El Remedio de la Pitonisa
Su matrimonio va mal, va de mal en peor, pues ella tiene mal genio y siempre está de mal humor.
No quiere oír de divorcio, a todo ella se opone; él busca alguna receta para que ella lo abandone.
Consultó a una pitonisa que viera qué es lo que pasa, y cómo echar a su esposa para siempre de la casa.
—Te salió el tres de bastos, lo que tú tienes que hacer, es echarle tres "polvos" cada día a tu mujer.
Como tres y tres son seis, para no sufrir reveses, el plan lo debes cumplir por lo menos seis meses.
Su mujer se puso alegre, canta y baila sin parar; él está hecho una piltrafa, no se puede ni aguantar.
Volvió con la pitonisa: —¡Eso no da resultado!
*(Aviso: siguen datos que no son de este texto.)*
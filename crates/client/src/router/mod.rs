//! Offline asset cache router.
//!
//! One router per deployed cache generation. It answers the three host triggers:
//!
//! - **install**: open the generation and store every manifest asset as one
//!   unit. Any failed fetch or non-2xx status fails the install.
//! - **activate**: delete every other generation (when pruning), then become
//!   the current generation.
//! - **fetch**: route by host. Dynamic providers are passed through or served
//!   network-first; everything else is served cache-first. Responses are
//!   never written back to the cache.

pub mod manifest;

use std::sync::Arc;

use futures_util::future::try_join_all;
use precache_core::{AppConfig, CacheStorage, Error, Generation, GenerationState, Request, Response};
use serde::Serialize;
use tokio::sync::RwLock;

use crate::fetch::Network;
use crate::routing::{Route, RoutingTable};

pub use manifest::AssetManifest;

/// Lifecycle switches applied by the host around install and activate.
#[derive(Debug, Clone, Copy, PartialEq, Eq)]
pub struct LifecycleOptions {
    /// Activate right after a successful install.
    pub skip_waiting: bool,
    /// Take control of open clients on activation.
    pub claim_clients: bool,
    /// Delete non-current generations on activation.
    pub prune_stale: bool,
}

impl Default for LifecycleOptions {
    fn default() -> Self {
        Self { skip_waiting: true, claim_clients: true, prune_stale: true }
    }
}

impl From<&AppConfig> for LifecycleOptions {
    fn from(config: &AppConfig) -> Self {
        Self { skip_waiting: config.skip_waiting, claim_clients: config.claim_clients, prune_stale: config.prune_stale }
    }
}

/// Where a response came from.
#[derive(Debug, Clone, Copy, PartialEq, Eq, Serialize)]
#[serde(rename_all = "lowercase")]
pub enum Source {
    Cache,
    Network,
}

/// Result of the fetch trigger.
#[derive(Debug, Clone, PartialEq, Eq)]
pub enum FetchOutcome {
    /// The router declined; the host must perform the request itself.
    NotIntercepted,
    /// The router produced a response.
    Responded { response: Response, source: Source },
}

/// Result of a successful install.
#[derive(Debug, Clone, Serialize)]
pub struct InstallReport {
    pub generation: String,
    /// URLs stored, in manifest order.
    pub stored: Vec<String>,
}

/// Result of a successful activation.
#[derive(Debug, Clone, Serialize)]
pub struct ActivateReport {
    pub generation: String,
    /// Generations deleted during activation.
    pub deleted: Vec<String>,
}

/// Cache router for one generation.
pub struct CacheRouter {
    cache_name: String,
    manifest: AssetManifest,
    routes: RoutingTable,
    options: LifecycleOptions,
    storage: Arc<dyn CacheStorage>,
    network: Arc<dyn Network>,
    generation: RwLock<Option<Generation>>,
}

impl CacheRouter {
    pub fn new(
        cache_name: impl Into<String>, manifest: AssetManifest, routes: RoutingTable, options: LifecycleOptions,
        storage: Arc<dyn CacheStorage>, network: Arc<dyn Network>,
    ) -> Self {
        Self {
            cache_name: cache_name.into(),
            manifest,
            routes,
            options,
            storage,
            network,
            generation: RwLock::new(None),
        }
    }

    /// Build a router from loaded configuration.
    ///
    /// # Errors
    ///
    /// Returns an error if the scope or a manifest entry cannot be resolved.
    pub fn from_config(
        config: &AppConfig, storage: Arc<dyn CacheStorage>, network: Arc<dyn Network>,
    ) -> Result<Self, Error> {
        let scope = config.scope_url().map_err(|e| Error::InvalidUrl(e.to_string()))?;
        let manifest = AssetManifest::resolve(&scope, &config.assets)?;
        Ok(Self::new(
            config.cache_name.clone(),
            manifest,
            RoutingTable::from_config(config),
            LifecycleOptions::from(config),
            storage,
            network,
        ))
    }

    pub fn cache_name(&self) -> &str {
        &self.cache_name
    }

    pub fn manifest(&self) -> &AssetManifest {
        &self.manifest
    }

    pub fn options(&self) -> LifecycleOptions {
        self.options
    }

    /// Current lifecycle state; `None` before install.
    pub async fn state(&self) -> Option<GenerationState> {
        self.generation.read().await.as_ref().map(|g| g.state)
    }

    /// Snapshot of the generation record; `None` before install.
    pub async fn generation(&self) -> Option<Generation> {
        self.generation.read().await.clone()
    }

    /// Install trigger.
    ///
    /// # Errors
    ///
    /// - `Error::InvalidTransition` if install already ran for this router
    /// - `Error::InstallFailed` if any manifest asset could not be fetched or
    ///   was not a 2xx response; nothing is stored in that case
    /// - storage errors from writing the generation
    pub async fn install(&self) -> Result<InstallReport, Error> {
        {
            let mut slot = self.generation.write().await;
            if let Some(existing) = slot.as_ref() {
                return Err(Error::InvalidTransition {
                    generation: self.cache_name.clone(),
                    from: existing.state.to_string(),
                    to: GenerationState::Installing.to_string(),
                });
            }
            tracing::info!(generation = %self.cache_name, assets = self.manifest.len(), "installing generation");
            *slot = Some(Generation::installing(&self.cache_name));
        }

        let outcome = self.populate().await;
        let next = if outcome.is_ok() { GenerationState::Installed } else { GenerationState::Failed };
        self.advance(next).await?;

        match outcome {
            Ok(stored) => Ok(InstallReport { generation: self.cache_name.clone(), stored }),
            Err(e) => {
                tracing::warn!(generation = %self.cache_name, error = %e, "install failed");
                Err(e)
            }
        }
    }

    async fn populate(&self) -> Result<Vec<String>, Error> {
        self.storage.open(&self.cache_name).await?;

        let pairs = try_join_all(self.manifest.requests().iter().map(|request| async move {
            let response = self.network.fetch(request).await.map_err(|e| Error::InstallFailed {
                generation: self.cache_name.clone(),
                reason: e.to_string(),
            })?;
            if !response.is_ok() {
                return Err(Error::InstallFailed {
                    generation: self.cache_name.clone(),
                    reason: format!("{}: status {}", request.url, response.status),
                });
            }
            Ok((request.clone(), response))
        }))
        .await?;

        self.storage.put_all(&self.cache_name, &pairs).await?;

        Ok(self.manifest.urls())
    }

    /// Activate trigger.
    ///
    /// Stale generations are deleted before this returns. If deletion fails the
    /// generation stays `installed`.
    ///
    /// # Errors
    ///
    /// - `Error::InvalidTransition` unless the generation is `installed`
    /// - storage errors from enumerating or deleting generations
    pub async fn activate(&self) -> Result<ActivateReport, Error> {
        let state = self.state().await;
        if state != Some(GenerationState::Installed) {
            return Err(Error::InvalidTransition {
                generation: self.cache_name.clone(),
                from: state.map_or_else(|| "uninstalled".to_string(), |s| s.to_string()),
                to: GenerationState::Active.to_string(),
            });
        }

        let mut deleted = Vec::new();
        if self.options.prune_stale {
            for name in self.storage.keys().await? {
                if name != self.cache_name && self.storage.delete(&name).await? {
                    tracing::info!(generation = %name, current = %self.cache_name, "deleted stale generation");
                    deleted.push(name);
                }
            }
        }

        self.advance(GenerationState::Active).await?;

        Ok(ActivateReport { generation: self.cache_name.clone(), deleted })
    }

    /// Mark this generation as replaced by a newer one.
    pub async fn supersede(&self) -> Result<(), Error> {
        self.advance(GenerationState::Superseded).await
    }

    async fn advance(&self, next: GenerationState) -> Result<(), Error> {
        let mut slot = self.generation.write().await;
        match slot.as_mut() {
            Some(generation) => generation.advance(next),
            None => Err(Error::InvalidTransition {
                generation: self.cache_name.clone(),
                from: "uninstalled".to_string(),
                to: next.to_string(),
            }),
        }
    }

    /// Fetch trigger.
    ///
    /// # Errors
    ///
    /// Propagates the network error when the network fails and no cached
    /// entry can stand in. On the cache-first path, storage errors from the
    /// lookup are returned as is.
    pub async fn fetch(&self, request: &Request) -> Result<FetchOutcome, Error> {
        let route = self.routes.route(request);
        tracing::debug!(method = %request.method, url = %request.url, ?route, "routing request");

        match route {
            Route::PassThrough => Ok(FetchOutcome::NotIntercepted),
            Route::NetworkFirst => self.network_first(request).await,
            Route::CacheFirst => self.cache_first(request).await,
        }
    }

    async fn network_first(&self, request: &Request) -> Result<FetchOutcome, Error> {
        match self.network.fetch(request).await {
            Ok(response) => Ok(FetchOutcome::Responded { response, source: Source::Network }),
            Err(err) => match self.storage.match_any(request).await {
                Ok(Some(response)) => {
                    tracing::warn!(url = %request.url, error = %err, "network failed, serving cached entry");
                    Ok(FetchOutcome::Responded { response, source: Source::Cache })
                }
                Ok(None) => Err(err),
                Err(lookup) => {
                    tracing::warn!(url = %request.url, error = %lookup, "cache lookup failed after network error");
                    Err(err)
                }
            },
        }
    }

    async fn cache_first(&self, request: &Request) -> Result<FetchOutcome, Error> {
        if let Some(response) = self.storage.match_any(request).await? {
            tracing::debug!(url = %request.url, "cache hit");
            return Ok(FetchOutcome::Responded { response, source: Source::Cache });
        }

        let response = self.network.fetch(request).await?;
        Ok(FetchOutcome::Responded { response, source: Source::Network })
    }
}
Deme pronto otra receta, que estoy muy desesperado.
—Esta vez ha salido el seis, y seguimos aumentando: tu mujer resiste mucho, ¡dale caña todo un año!
El pobre perdió la fuerza como si fuera gaseosa; ella, en cambio, al pasar el año, estaba como una rosa.
Si tienes este problema y lo quieres resolver, no vayas a pitonisas... ¡Y dale caña a tu mujer!
Que no te pase como a este, que por quererla alejar, le devolvió la salud, ¡y ahora no la puede echar!